** DATA follows **

/*!
Source memory backed by an ELF `/proc/vmcore` image of a crashed x86_64
linux kernel.

[`open`] parses the program headers and the VMCOREINFO note of the image,
sets up kernel virtual address translation and reads everything the page
filter needs to know about the kernel: where its page descriptors live,
its memory zones and its name.

# Examples

```no_run
use kdumpflow_vmcore::open;

let (vmcore, kernel) = open("/proc/vmcore").unwrap();
println!("{} page frames", kdumpflow_core::SourceMemory::info(&vmcore).max_mapnr);
```
*/

use std::path::Path;

use log::warn;

use kdumpflow_core::error::{Error, ErrorKind, ErrorOrigin, Result};
use kdumpflow_core::kernel::{KernelContext, LayoutTable, Utsname};

pub mod elf;
mod file;
pub mod memory_model;
pub mod nodes;
pub mod vmcore;
pub mod vtop;

pub use memory_model::MemoryModel;
pub use vmcore::{Translation, Vmcore};

/// Parses the VMCOREINFO note of `vmcore` into a layout table.
pub fn layout_table(vmcore: &Vmcore) -> Result<LayoutTable> {
    let text = vmcore.vmcoreinfo_text().ok_or_else(|| {
        Error(ErrorOrigin::Source, ErrorKind::MissingLayout).log_error("the image has no VMCOREINFO note")
    })?;
    Ok(LayoutTable::parse_vmcoreinfo(&text)?.with_word_size(8))
}

/// Sets up address translation of `vmcore` and reads the kernel context.
///
/// Missing zone descriptions only disable the free list walk, so they are
/// logged and an empty zone list is used.
pub fn kernel_context(vmcore: &mut Vmcore) -> Result<KernelContext> {
    let table = layout_table(vmcore)?;
    let loads = vmcore.loads().iter().copied().chain(vmcore.kernel_text()).collect::<Vec<_>>();
    let translation = Translation::from_table(&table, &loads)?;
    vmcore.set_translation(translation);

    let model = memory_model::detect(&table)?;
    let mem_map = memory_model::build_mem_map(vmcore, &table, model)?;

    let zones = nodes::zones(vmcore, &table).unwrap_or_else(|e| {
        warn!("unable to enumerate memory zones ({}), free pages can only be found by their descriptors", e);
        Vec::new()
    });
    let utsname = nodes::utsname(vmcore, &table).unwrap_or_else(|e| {
        warn!("unable to read init_uts_ns ({}), using OSRELEASE", e);
        Utsname::with_release(table.osrelease().unwrap_or(""))
    });

    Ok(KernelContext::new(table, mem_map, zones).with_utsname(utsname))
}

/// Opens a vmcore image and reads its kernel context.
///
/// The image is mapped when the `filemap` feature is enabled.
pub fn open<P: AsRef<Path>>(path: P) -> Result<(Vmcore, KernelContext)> {
    #[cfg(feature = "filemap")]
    let mut vmcore = Vmcore::map(path)?;
    #[cfg(not(feature = "filemap"))]
    let mut vmcore = Vmcore::open(path)?;

    let kernel = kernel_context(&mut vmcore)?;
    Ok((vmcore, kernel))
}
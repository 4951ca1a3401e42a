/*!
Module with basic types used in kdumpflow.
*/

pub mod dump_level;
pub use dump_level::{DumpLevel, DumpLevelList, MAX_DUMP_LEVEL, NUM_DUMP_LEVELS};

/// A page frame number.
pub type Pfn = u64;

/// Divides `value` by `divisor`, rounding up.
///
/// `divisor` must not be zero.
pub const fn divideup(value: u64, divisor: u64) -> u64 {
    (value + divisor - 1) / divisor
}

/// Rounds `value` up to the next multiple of `align`.
pub const fn roundup(value: u64, align: u64) -> u64 {
    divideup(value, align) * align
}

#[cfg(test)]
mod tests {
    use super::*;

    #[test]
    fn rounding() {
        assert_eq!(divideup(0, 8), 0);
        assert_eq!(divideup(1, 8), 1);
        assert_eq!(divideup(16, 8), 2);
        assert_eq!(roundup(4097, 4096), 8192);
        assert_eq!(roundup(4096, 4096), 4096);
    }
}
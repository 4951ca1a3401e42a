/*!
Windows ("cycles") the page frame space is processed in when the bitmaps do
not fit the memory budget.
*/

use std::ops::Range;

use crate::kernel::PageClass;
use crate::types::Pfn;

/// The window currently processed, together with an exclusion that spilled
/// over from the previous window.
#[derive(Clone, Debug, Default, PartialEq, Eq)]
pub struct Cycle {
    pub start_pfn: Pfn,
    pub end_pfn: Pfn,
    pub exclude_pfn_start: Pfn,
    pub exclude_pfn_end: Pfn,
    /// Category the pending exclusion is counted under.
    pub exclude_class: Option<PageClass>,
}

impl Cycle {
    pub fn new() -> Self {
        Self::default()
    }

    /// Moves to `window`, keeping any pending exclusion.
    pub fn enter(&mut self, window: Range<Pfn>) {
        self.start_pfn = window.start;
        self.end_pfn = window.end;
    }

    pub fn window(&self) -> Range<Pfn> {
        self.start_pfn..self.end_pfn
    }

    pub fn contains(&self, pfn: Pfn) -> bool {
        pfn >= self.start_pfn && pfn < self.end_pfn
    }

    /// Frames of the pending exclusion that fall into the current window.
    pub fn pending(&self) -> Option<(Range<Pfn>, PageClass)> {
        let class = self.exclude_class?;
        let start = self.exclude_pfn_start.max(self.start_pfn);
        let end = self.exclude_pfn_end.min(self.end_pfn);
        if start < end {
            Some((start..end, class))
        } else {
            None
        }
    }

    /// Records that `pfns` are excluded under `class` and returns the part
    /// inside the current window.
    ///
    /// The part past the window end stays pending for the next window.
    pub fn exclude(&mut self, pfns: Range<Pfn>, class: PageClass) -> Range<Pfn> {
        self.exclude_pfn_start = self.end_pfn;
        self.exclude_pfn_end = pfns.end;
        self.exclude_class = if pfns.end > self.end_pfn {
            Some(class)
        } else {
            None
        };
        pfns.start..pfns.end.min(self.end_pfn)
    }

    /// Forgets any pending exclusion.
    pub fn clear(&mut self) {
        *self = Self::default();
    }
}

/// Iterator over the windows tiling `[start, end)`.
///
/// The first window is aligned down to a multiple of the window size, the last
/// is truncated at `end`.
#[derive(Copy, Clone, Debug)]
pub struct Cycles {
    next: Pfn,
    end: Pfn,
    pfn_cyclic: u64,
}

impl Cycles {
    pub fn new(pfns: Range<Pfn>, pfn_cyclic: u64) -> Self {
        let pfn_cyclic = pfn_cyclic.max(1);
        Self {
            next: pfns.start - pfns.start % pfn_cyclic,
            end: pfns.end,
            pfn_cyclic,
        }
    }

    pub fn pfn_cyclic(&self) -> u64 {
        self.pfn_cyclic
    }
}

impl Iterator for Cycles {
    type Item = Range<Pfn>;

    fn next(&mut self) -> Option<Range<Pfn>> {
        if self.next >= self.end {
            return None;
        }
        let start = self.next;
        let end = start.saturating_add(self.pfn_cyclic).min(self.end);
        self.next = end;
        Some(start..end)
    }
}

/// Window length for a buffer of `free_bytes`.
///
/// Uses at most 80% of the available memory, never more than the bitmap for the
/// whole machine needs, shared between `num_files` split workers. The result is
/// a multiple of 8 frames.
pub fn pfn_cyclic_for(free_bytes: u64, max_mapnr: Pfn, num_files: u64) -> u64 {
    let limit = free_bytes / 10 * 8;
    let needed = crate::types::divideup(max_mapnr, 8);
    let bytes = (limit.min(needed) / num_files.max(1)).max(1);
    bytes * 8
}

#[cfg(test)]
mod tests {
    use super::*;
    use itertools::Itertools;

    #[test]
    fn windows_tile_the_range() {
        let windows = Cycles::new(0..100, 32).collect_vec();
        assert_eq!(windows, vec![0..32, 32..64, 64..96, 96..100]);
        let windows = Cycles::new(40..70, 32).collect_vec();
        assert_eq!(windows, vec![32..64, 64..70]);
        assert_eq!(Cycles::new(0..0, 32).count(), 0);
        assert_eq!(Cycles::new(0..100, 1000).collect_vec(), vec![0..100]);
    }

    #[test]
    fn exclusion_spills_into_next_window() {
        let mut cycle = Cycle::new();
        cycle.enter(0..32);
        assert_eq!(cycle.exclude(24..40, PageClass::Free), 24..32);
        assert_eq!(cycle.pending(), None);

        cycle.enter(32..64);
        assert_eq!(cycle.pending(), Some((32..40, PageClass::Free)));
        assert_eq!(cycle.exclude(32..40, PageClass::Free), 32..40);
        assert_eq!(cycle.exclude_class, None);

        cycle.enter(64..96);
        assert_eq!(cycle.pending(), None);
    }

    #[test]
    fn buffer_sizing() {
        // plenty of memory: one window for the whole machine
        assert_eq!(pfn_cyclic_for(1 << 30, 0x1000, 1), 0x1000);
        // 80% of 1000 bytes is 800 bytes, i.e. 6400 frames
        assert_eq!(pfn_cyclic_for(1000, 1 << 20, 1), 6400);
        assert_eq!(pfn_cyclic_for(1000, 1 << 20, 2), 3200);
        assert_eq!(pfn_cyclic_for(0, 1 << 20, 1), 8);
    }
}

** End of DATA **

WHAT IS NEEDED: The lines above that include "used" should each be listed.

WRITTEN REPLY:
/// logged and an empty zone list is used.
Module with basic types used in kdumpflow.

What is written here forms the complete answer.